Dallas Cowboys 2019 Offseason Preview: Wide Receiver

Jess Haynie



Is WR Cole Beasley Being Underutilized? 1

The Dallas Cowboys' year in 2018 was marked by big moves at wide receiver. Dez Bryant was released in April and then a first-round pick was traded in October to add Amari Cooper. Could this 2019 offseason offer anything close to that level of activity?

Unlike last season, Dallas should enjoy some stability in its starting lineup at receiver. Cooper returns at a much higher price, with the $13.9 million cap hit from his fifth-year option coming into player. Amari cost just $412k against the Cowboys' salary cap last year.

That huge jump in cap cost may hurt but Cooper backed it up with his Pro Bowl play in 2018. The top WR contracts average $15-$17 million per year, so even now Dallas is arguably getting Amari at a bargain.

The Cowboys didn't give up a first-round pick for a year-and-a-half rental, so we can expect them to seek a long-term extension with Cooper in the near future.

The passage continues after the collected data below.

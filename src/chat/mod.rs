//! Conversation management.
//!
//! This module provides the per-session conversation store, prompt
//! construction and the submit flow tying them to the model client.

pub mod error;
pub mod prompt;
pub mod service;
pub mod store;
pub mod types;

pub use error::{ChatError, ChatResult, Severity};
pub use prompt::{build_prompt, validate_input};
pub use service::{ChatService, SubmitOutcome};
pub use store::ConversationStore;
pub use types::{Conversation, ConversationId, ConversationTitle, Message, Role};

With the contracts of DeMarcus Lawrence and Dak Prescott more immediate concerns, any new deal for Amari probably won't come until the middle of the season or in 2020.

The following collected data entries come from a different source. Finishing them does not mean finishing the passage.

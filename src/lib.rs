//! Browser chat front-end for a hosted Gemini model, with CSV/TSV table
//! summaries attached to questions.

// Interdiction stricte de pratiques dangereuses ou non idiomatiques
#![deny(warnings)] // Tous les warnings sont traités comme des erreurs
#![deny(unsafe_code)] // Le code unsafe est interdit
#![deny(missing_docs)] // Toute fonction, struct, enum ou module public doit être documenté
#![deny(dead_code)] // Le code inutilisé est interdit
#![deny(non_camel_case_types)]
// Les types doivent suivre la convention CamelCase (exception explicite possible au besoin)

// Options supplémentaires pour ne rien laisser passer
#![deny(unused_imports)] // Les imports inutilisés sont interdits
#![deny(unused_variables)] // Les variables inutilisés sont interdits
#![deny(unused_must_use)] // Oblige à gérer explicitement les Result et Option
#![deny(non_snake_case)] // Les noms de variables et fonctions doivent être en snake_case
#![deny(non_upper_case_globals)] // Les constantes et globals doivent être en MAJUSCULE
#![deny(nonstandard_style)] // Empêche tout style de code non standard
#![forbid(unsafe_op_in_unsafe_fn)]
// Interdit l'utilisation d'unsafe même dans une fonction unsafe

// Clippy pour stricte discipline
#![deny(clippy::all)] // Active toutes les lints Clippy standard
#![deny(clippy::pedantic)] // Active les lints très strictes de Clippy
#![deny(clippy::nursery)] // Active les lints expérimentales
#![deny(clippy::unwrap_used)] // Interdit unwrap()
#![deny(clippy::expect_used)] // Interdit expect()
#![deny(clippy::panic)] // Interdit panic!()
#![deny(clippy::print_stdout)] // Interdit println!() en production
#![deny(clippy::todo)] // Interdit les TODO dans le code
#![deny(clippy::unimplemented)] // Interdit les fonctions non implémentées
#![deny(clippy::missing_const_for_fn)] // Force const lorsque possible
#![deny(clippy::unwrap_in_result)] // Interdit unwrap() sur Result
#![deny(clippy::module_inception)] // Interdit un module ayant le même nom que le crate
#![deny(clippy::redundant_clone)] // Interdit les clones inutiles
#![deny(clippy::shadow_unrelated)] // Interdit le shadowing de variables non liées
#![deny(clippy::too_many_arguments)] // Limite le nombre d’arguments des fonctions
#![deny(clippy::cognitive_complexity)] // Limite la complexité cognitive des fonctions

// Lints pour sécurité et robustesse
#![deny(overflowing_literals)] // Interdit les littéraux qui débordent

/// Conversation history, prompt building and the submit flow.
pub mod chat;
/// Environment-driven configuration.
pub mod config;
/// Remote model client (Gemini).
pub mod llm;
/// HTTP server, page rendering and API routes.
#[allow(
    clippy::missing_errors_doc,
    clippy::missing_const_for_fn,
    clippy::option_if_let_else,
    clippy::unused_async
)]
pub mod server;
/// Per-browser sessions and idle eviction.
pub mod session;
/// Entry helpers to start the chat server.
pub mod start_gemini_chat;
/// Delimited-text parsing and descriptive statistics.
pub mod table;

Not only is WR1 set for next year but Michael Gallup appears locked in as the other starter. Of his 68 targets last year, 40 came in the second half of the year. It was a great season for a third-round rookie, and there are high hopes for Gallup's development in his first full offseason.

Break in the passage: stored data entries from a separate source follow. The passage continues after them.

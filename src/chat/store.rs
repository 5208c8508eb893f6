//! In-memory conversation store scoped to one session.
//!
//! Conversations are kept in insertion order. `append_message` requires the
//! target conversation to exist; callers that want a conversation on demand
//! go through [`ConversationStore::ensure_current`].

use tracing::debug;

use super::error::{ChatError, ChatResult};
use super::types::{Conversation, ConversationId, ConversationTitle, Message, Role};

/// Conversations of one session plus the selected one.
#[derive(Debug, Default)]
pub struct ConversationStore {
    conversations: Vec<Conversation>,
    current: Option<ConversationId>,
    next_index: usize,
}

impl ConversationStore {
    /// Create an empty store.
    #[must_use]
    pub fn new() -> Self {
        Self::default()
    }

    /// Allocate the next `chat_<n>` conversation, optionally seeded with one
    /// message, and make it current.
    pub fn create_conversation(&mut self, initial_message: Option<Message>) -> ConversationId {
        let id = ConversationId::from_index(self.next_index);
        self.next_index += 1;

        let mut conversation = Conversation::new(id.clone());
        if let Some(message) = initial_message {
            conversation.push(message);
        }
        self.conversations.push(conversation);
        self.current = Some(id.clone());

        debug!(conversation = %id, "Created conversation");
        id
    }

    /// Append a message to an existing conversation.
    ///
    /// # Errors
    /// Returns [`ChatError::UnknownConversation`] if `id` is not in the store;
    /// nothing is modified in that case.
    pub fn append_message(
        &mut self,
        id: &ConversationId,
        role: Role,
        content: impl Into<String>,
    ) -> ChatResult<()> {
        let conversation = self
            .conversations
            .iter_mut()
            .find(|c| c.id() == id)
            .ok_or_else(|| ChatError::UnknownConversation(id.clone()))?;
        conversation.push(Message::new(role, content));
        Ok(())
    }

    /// Titles of all conversations in creation order.
    #[must_use]
    pub fn list_titles(&self) -> Vec<ConversationTitle> {
        self.conversations
            .iter()
            .map(|c| ConversationTitle {
                id: c.id().clone(),
                title: c.title(),
            })
            .collect()
    }

    /// Make `id` the current conversation.
    ///
    /// # Errors
    /// Returns [`ChatError::UnknownConversation`] if `id` is not in the store;
    /// the current selection is left unchanged.
    pub fn select(&mut self, id: &ConversationId) -> ChatResult<()> {
        if !self.contains(id) {
            return Err(ChatError::UnknownConversation(id.clone()));
        }
        self.current = Some(id.clone());
        Ok(())
    }

    /// Messages of the current conversation, empty when none is selected.
    #[must_use]
    pub fn current_messages(&self) -> &[Message] {
        self.current
            .as_ref()
            .and_then(|id| self.get(id))
            .map(Conversation::messages)
            .unwrap_or_default()
    }

    /// Identifier of the current conversation.
    #[must_use]
    pub const fn current_id(&self) -> Option<&ConversationId> {
        self.current.as_ref()
    }

    /// Current conversation id, creating an empty conversation if none is
    /// selected.
    pub fn ensure_current(&mut self) -> ConversationId {
        self.current
            .clone()
            .unwrap_or_else(|| self.create_conversation(None))
    }

    /// Look up a conversation.
    #[must_use]
    pub fn get(&self, id: &ConversationId) -> Option<&Conversation> {
        self.conversations.iter().find(|c| c.id() == id)
    }

    /// Whether `id` exists.
    #[must_use]
    pub fn contains(&self, id: &ConversationId) -> bool {
        self.get(id).is_some()
    }

    /// Number of conversations.
    #[must_use]
    pub const fn len(&self) -> usize {
        self.conversations.len()
    }

    /// Whether the store holds no conversation.
    #[must_use]
    pub const fn is_empty(&self) -> bool {
        self.conversations.is_empty()
    }
}

#[cfg(test)]
mod tests {
    use super::*;
    use crate::chat::types::PLACEHOLDER_TITLE;

    #[test]
    fn test_create_allocates_sequential_ids() {
        let mut store = ConversationStore::new();
        let first = store.create_conversation(None);
        let second = store.create_conversation(Some(Message::user("hi")));

        assert_eq!(first.as_str(), "chat_0");
        assert_eq!(second.as_str(), "chat_1");
        assert_eq!(store.current_id(), Some(&second));
        assert_eq!(store.current_messages().len(), 1);
        assert_eq!(store.len(), 2);
    }

    #[test]
    fn test_append_preserves_order() {
        let mut store = ConversationStore::new();
        let id = store.create_conversation(None);
        let texts = ["one", "two", "three", "four"];
        for (i, text) in texts.iter().enumerate() {
            let role = if i % 2 == 0 { Role::User } else { Role::Assistant };
            assert!(store.append_message(&id, role, *text).is_ok());
        }

        let contents: Vec<&str> = store.current_messages().iter().map(Message::content).collect();
        assert_eq!(contents, texts);
        assert_eq!(store.current_messages()[1].role(), Role::Assistant);
    }

    #[test]
    fn test_append_to_unknown_conversation_fails() {
        let mut store = ConversationStore::new();
        let missing = ConversationId::from("chat_9");
        let result = store.append_message(&missing, Role::User, "hello");

        assert!(matches!(result, Err(ChatError::UnknownConversation(id)) if id == missing));
        assert!(store.is_empty());
    }

    #[test]
    fn test_select_unknown_keeps_current() {
        let mut store = ConversationStore::new();
        let first = store.create_conversation(None);
        let second = store.create_conversation(None);

        assert!(store.select(&first).is_ok());
        assert_eq!(store.current_id(), Some(&first));

        assert!(store.select(&ConversationId::from("nope")).is_err());
        assert_eq!(store.current_id(), Some(&first));
        assert!(store.contains(&second));
    }

    #[test]
    fn test_current_messages_empty_without_selection() {
        let store = ConversationStore::new();
        assert!(store.current_messages().is_empty());
        assert!(store.current_id().is_none());
    }

    #[test]
    fn test_list_titles_in_insertion_order() {
        let mut store = ConversationStore::new();
        store.create_conversation(Some(Message::user("Hello world, how are you today please")));
        store.create_conversation(None);
        store.create_conversation(Some(Message::user("short")));

        let titles = store.list_titles();
        assert_eq!(titles.len(), 3);
        assert_eq!(titles[0].id.as_str(), "chat_0");
        assert_eq!(titles[0].title.chars().count(), 30);
        assert_eq!(titles[1].title, PLACEHOLDER_TITLE);
        assert_eq!(titles[2].title, "short");
    }

    #[test]
    fn test_ensure_current_creates_once() {
        let mut store = ConversationStore::new();
        let id = store.ensure_current();
        assert_eq!(store.ensure_current(), id);
        assert_eq!(store.len(), 1);
    }
}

The stability up front is a blessing for the Cowboys, but it doesn't relieve them of big decisions at the WR position this offseason. They face a particularly critical choice when it comes to the free agency of Cole Beasley.

Cole Beasley

Dallas Cowboys WR Cole Beasley

It's hard to believe Beasley's already been in Dallas for seven seasons. An undrafted gem, Cole has been one of the team's most reliable offensive players for some time. He led them in receiving in 2016 and has been one of the most efficient, QB-friendly options for the last several years.

Beasley's contract expiring this year is only one issue. He has become very vocal lately about wanting to be a bigger part of the offense. His targets dropped tremendously over the course of 2018, which was especially evident when Cole got just five total passes thrown his way in the two playoffs games.

If Beasley wants a larger role, does that also mean he wants more money? He was making a little over $3 million/season on his last deal.

With Gallup on a cheap rookie contract, Dallas could afford to pay raise Beasley's compensation a bit. But if they don't plan to use him more than they did last year, then perhaps the two parties just aren't a good fit at this point.

If Cole walks in free agency then the Cowboys will now have to find a new number-three receiver. The next best option would be Tavon Austin, but he is also a free agent. However, he could likely be re-signed for a fraction of what Beasley would want.

Austin has the physical skills to be an offensive weapon but he doesn't have the reliable hands that Beasley does. Even if Dallas wants Tavon back solely for his skills on punt returns, they may not be ready to make him a bigger part of the offense.

Could WR Noah Brown Help the Cowboys at Tight End?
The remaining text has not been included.